═══ PROVIDED DATA ═══

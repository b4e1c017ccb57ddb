//! Redis-backed session store, shared across instances.

use std::collections::HashMap;
use std::time::Duration;

use async_trait::async_trait;
use redis::AsyncCommands;
use redis::aio::ConnectionManager;
use tracing::{debug, info};

use super::{SessionKey, SessionRecord, SessionStore};
use crate::auth::AuthError;

/// Session store on a Redis hash per key.
#[derive(Clone)]
pub struct RedisSessionStore {
    conn: ConnectionManager,
}

impl RedisSessionStore {
    /// Connect to `url` with an auto-reconnecting connection manager.
    pub async fn connect(url: &str) -> Result<Self, AuthError> {
        let client = redis::Client::open(url)
            .map_err(|e| AuthError::Configuration(format!("REDIS_URL: {e}")))?;
        let conn = ConnectionManager::new(client).await?;
        info!("Connected to session store");
        Ok(Self { conn })
    }

    pub fn from_manager(conn: ConnectionManager) -> Self {
        Self { conn }
    }
}

#[async_trait]
impl SessionStore for RedisSessionStore {
    async fn put(
        &self,
        key: &SessionKey,
        record: &SessionRecord,
        ttl: Duration,
    ) -> Result<(), AuthError> {
        if record.is_empty() {
            return Err(AuthError::Internal("refusing to store an empty session".into()));
        }
        let k = key.to_string();
        let items: Vec<(&String, &String)> = record.fields().iter().collect();
        let secs = ttl.as_secs().max(1) as i64;

        // DEL first so stale fields from an older claim layout never survive.
        let mut conn = self.conn.clone();
        let _: () = redis::pipe()
            .atomic()
            .del(&k)
            .ignore()
            .hset_multiple(&k, &items)
            .ignore()
            .expire(&k, secs)
            .ignore()
            .query_async(&mut conn)
            .await?;
        debug!(key = %k, ttl_secs = secs, "Session stored");
        Ok(())
    }

    async fn get(&self, key: &SessionKey) -> Result<Option<SessionRecord>, AuthError> {
        let mut conn = self.conn.clone();
        let fields: HashMap<String, String> = conn.hgetall(key.to_string()).await?;
        if fields.is_empty() {
            return Ok(None);
        }
        Ok(Some(SessionRecord::from_fields(fields)))
    }

    async fn remove(&self, key: &SessionKey) -> Result<bool, AuthError> {
        let mut conn = self.conn.clone();
        let removed: i64 = conn.del(key.to_string()).await?;
        Ok(removed > 0)
    }

    async fn ping(&self) -> Result<(), AuthError> {
        let mut conn = self.conn.clone();
        let _: String = redis::cmd("PING").query_async(&mut conn).await?;
        Ok(())
    }

    fn name(&self) -> &str {
        "redis"
    }
}

#[cfg(test)]
mod tests {
    use super::*;
    use crate::models::auth::TokenKind;

    async fn store() -> Option<RedisSessionStore> {
        let url = std::env::var("REDIS_URL").ok()?;
        Some(RedisSessionStore::connect(&url).await.expect("connect to REDIS_URL"))
    }

    fn record(sid: &str, name: &str) -> SessionRecord {
        SessionRecord::from_fields(HashMap::from([
            ("sid".to_string(), format!("\"{sid}\"")),
            ("name".to_string(), format!("\"{name}\"")),
        ]))
    }

    #[tokio::test]
    #[ignore = "needs a Redis server at REDIS_URL"]
    async fn hash_round_trip_with_expiry() {
        let Some(store) = store().await else {
            return;
        };
        let key = SessionKey::new("redis-test", TokenKind::Access, "round-trip");
        store.put(&key, &record("a", "Ada"), Duration::from_secs(60)).await.unwrap();

        let mut conn = store.conn.clone();
        let raw: HashMap<String, String> = conn.hgetall(key.to_string()).await.unwrap();
        assert_eq!(raw.get("sid").map(String::as_str), Some("\"a\""));
        assert_eq!(raw.get("name").map(String::as_str), Some("\"Ada\""));
        let ttl: i64 = conn.ttl(key.to_string()).await.unwrap();
        assert!((1..=60).contains(&ttl), "ttl {ttl}");

        let got = store.get(&key).await.unwrap().unwrap();
        assert_eq!(got.session_id().as_deref(), Some("a"));

        assert!(store.remove(&key).await.unwrap());
        assert!(store.get(&key).await.unwrap().is_none());
    }

    #[tokio::test]
    #[ignore = "needs a Redis server at REDIS_URL"]
    async fn put_drops_fields_of_previous_record() {
        let Some(store) = store().await else {
            return;
        };
        let key = SessionKey::new("redis-test", TokenKind::Refresh, "overwrite");
        store.put(&key, &record("a", "Ada"), Duration::from_secs(60)).await.unwrap();
        let newer = SessionRecord::from_fields(HashMap::from([(
            "sid".to_string(),
            "\"b\"".to_string(),
        )]));
        store.put(&key, &newer, Duration::from_secs(60)).await.unwrap();

        let got = store.get(&key).await.unwrap().unwrap();
        assert_eq!(got.session_id().as_deref(), Some("b"));
        assert!(!got.fields().contains_key("name"));
        store.remove(&key).await.unwrap();
        store.ping().await.unwrap();
    }
}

═══

**EXERCISE INSTRUCTIONS:** Search the preceding listing for "RedisSessionStore" and extract every line where it is found.

**RESPONSE AREA:**
pub struct RedisSessionStore {
impl RedisSessionStore {
impl SessionStore for RedisSessionStore {
    async fn store() -> Option<RedisSessionStore> {
        Some(RedisSessionStore::connect(&url).await.expect("connect to REDIS_URL"))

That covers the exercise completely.